第2話 突然届いた贈り物

 本社の資材倉庫に寄っていたら暗くなっていた。資材倉庫にある物を片端から見せて貰い、特徴や用途、注意事項などを教えて貰っていたのだ。快く時間を割いてくれる倉庫番の本間は美葉にとって京都で一番の味方である。帰り際に本間が松茸昆布の佃煮をくれたので、それをお供に夕食を済まそうと思う。
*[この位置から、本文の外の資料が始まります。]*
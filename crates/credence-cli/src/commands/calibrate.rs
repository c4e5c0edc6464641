//! Calibrate command implementation.

use crate::cli::CalibrateArgs;
use crate::config::Config;
use crate::error::{CliError, Result};
use crate::output::Formatter;
use credence_calibration::{
    build_calibration_report, compute_calibration_curve, CalibrationSample, CurveOptions,
};

/// Execute the calibrate command.
pub fn execute_calibrate(args: CalibrateArgs, config: &Config, formatter: &Formatter) -> Result<()> {
    let samples: Vec<CalibrationSample> = super::read_json(&args.input.file)?;
    if samples.is_empty() {
        return Err(CliError::InvalidInput("No samples provided".to_string()));
    }
    if !(0.0..=1.0).contains(&args.max_ece) {
        return Err(CliError::InvalidInput(
            "Maximum ECE must be between 0.0 and 1.0".to_string(),
        ));
    }

    let options = CurveOptions {
        bucket_count: args.buckets.unwrap_or(config.curve.bucket_count),
    };
    let curve = compute_calibration_curve(&samples, &options)?;
    let report = build_calibration_report(args.dataset, curve);

    println!("{}", formatter.format_report(&report, args.max_ece)?);

    Ok(())
}
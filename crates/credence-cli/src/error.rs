//! Errors reported by the `credence` binary.

use std::path::PathBuf;
use thiserror::Error;

/// Result alias used by every command.
pub type Result<T> = std::result::Result<T, CliError>;

/// Failures a command can report.
#[derive(Debug, Error)]
pub enum CliError {
    /// Configuration missing or inconsistent
    #[error("Configuration error: {0}")]
    Config(String),

    /// Config file is not valid TOML for the expected sections
    #[error("Invalid config file '{}': {source}", path.display())]
    ConfigParse {
        /// File that failed to parse
        path: PathBuf,
        /// Parser error
        source: toml::de::Error,
    },

    /// Claim store error
    #[error("Store error: {0}")]
    Store(#[from] credence_store::StoreError),

    /// Defeat propagation error
    #[error("Defeat error: {0}")]
    Defeat(#[from] credence_defeat::DefeatError),

    /// Calibration error
    #[error("Calibration error: {0}")]
    Calibration(#[from] credence_calibration::CalibrationError),

    /// Input document is not the JSON the command expects
    #[error("Cannot parse '{input}': {source}")]
    InputParse {
        /// File name, or `-` for stdin
        input: String,
        /// Parser error
        source: serde_json::Error,
    },

    /// A result could not be rendered as JSON
    #[error("Cannot render output: {0}")]
    Render(#[source] serde_json::Error),

    /// I/O error
    #[error("I/O error: {0}")]
    Io(#[from] std::io::Error),

    /// Argument or input content rejected
    #[error("Invalid input: {0}")]
    InvalidInput(String),

    /// Claim not in the store
    #[error("Claim not found: {0}")]
    ClaimNotFound(String),
}
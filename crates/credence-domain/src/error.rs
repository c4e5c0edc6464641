//! Domain error types

use thiserror::Error;

/// Validation failures raised while constructing or combining confidence values
#[derive(Error, Debug, Clone, PartialEq)]
pub enum ConfidenceError {
    /// A numeric field is outside [0, 1] or not a number
    #[error("{field} must be in [0, 1], got {value}")]
    OutOfRange {
        /// Name of the offending field
        field: &'static str,
        /// The rejected value
        value: f64,
    },

    /// Deterministic confidence must be exactly 0 or 1
    #[error("deterministic value must be 0 or 1, got {0}")]
    NotDeterministic(f64),

    /// Bounded confidence requires low < high
    #[error("bounded confidence requires low < high, got low={low}, high={high}")]
    InvertedBounds {
        /// Lower bound
        low: f64,
        /// Upper bound
        high: f64,
    },

    /// Measured confidence requires at least one sample
    #[error("sampleSize must be greater than 0")]
    EmptySample,

    /// Any other malformed field
    #[error("invalid {field}: {reason}")]
    Invalid {
        /// Name of the offending field
        field: &'static str,
        /// What is wrong with it
        reason: String,
    },
}

/// Errors raised while evaluating a formula AST
#[derive(Error, Debug, Clone, PartialEq)]
pub enum FormulaError {
    /// The formula references a name missing from the bindings
    #[error("unbound variable in formula: {0}")]
    UnboundVariable(String),
}

/// Logical violations in the contract registry
#[derive(Error, Debug, Clone, PartialEq)]
pub enum ContractError {
    /// A contract for this primitive is already registered
    #[error("contract already registered for primitive: {0}")]
    Duplicate(String),

    /// No contract is registered for this primitive
    #[error("no contract registered for primitive: {0}")]
    NotFound(String),

    /// The contract itself is malformed
    #[error("invalid contract for primitive {primitive_id}: {reason}")]
    Invalid {
        /// Primitive the contract belongs to
        primitive_id: String,
        /// What is wrong with it
        reason: String,
    },
}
 京都の梅雨はしとしと雨が降り注ぎ、湿気た空気に汗が噴き出してくる。京都に来て三ヶ月が経とうとしている。人の多さや、おっとりとしていながら忙しない独特のテンポにまだ慣れることが出来ない。空は建物で小さく切り取られているから、余計に息苦しくなる。


 大通りからアパートへ続く路地へ入ると、宅配業者のトラックが止まっていた。入り口を塞いでいるから「邪魔だな」と思いつつエントランスに入る。青い帽子の男性が伝票に走り書きをしているのを横目で見ながら自分の部屋のメールボックスを開けた時だった。


「あ、谷口さんですか、もしかして!」


 男性に声を掛けられて曖昧に頷く。見るからに宅配業者だが、一人暮らしなので男性に個人情報を伝えるのは勇気がいる。


「良かったです。北海道から荷物届いてますよ。めっちゃ大きいから、出来れば配達してしまいたいなーと思って帰りにもう一回寄ったんですわ。良かったわ-」

 関西人らしい人なつっこさでそう言うと、クシャリと伝票を握りつぶした。


「一気に運んでしまいたいんで、部屋のドア開けといて貰えますか」

「は、はあ」


 男性が急ぐように車にとって返したのを確認し、美葉も外階段を駆け上がり突き当たりの部屋の鍵を開けた。お父さんが何か荷物を送ってくれたのだろうか。そんな気の利くことをする人だったろうかと首を傾げていたら、大きな段ボールがずんずんと階段を昇ってきた。正確には男性が抱えて階段を上がっているのだが、段ボールが余りに大きいので男性の姿が見えず、箱だけがずんずんと昇ってきているように見えるのだ。


 一体誰が何を送ってきたのだろう?

 美葉の頭がはてなマークで一杯になる。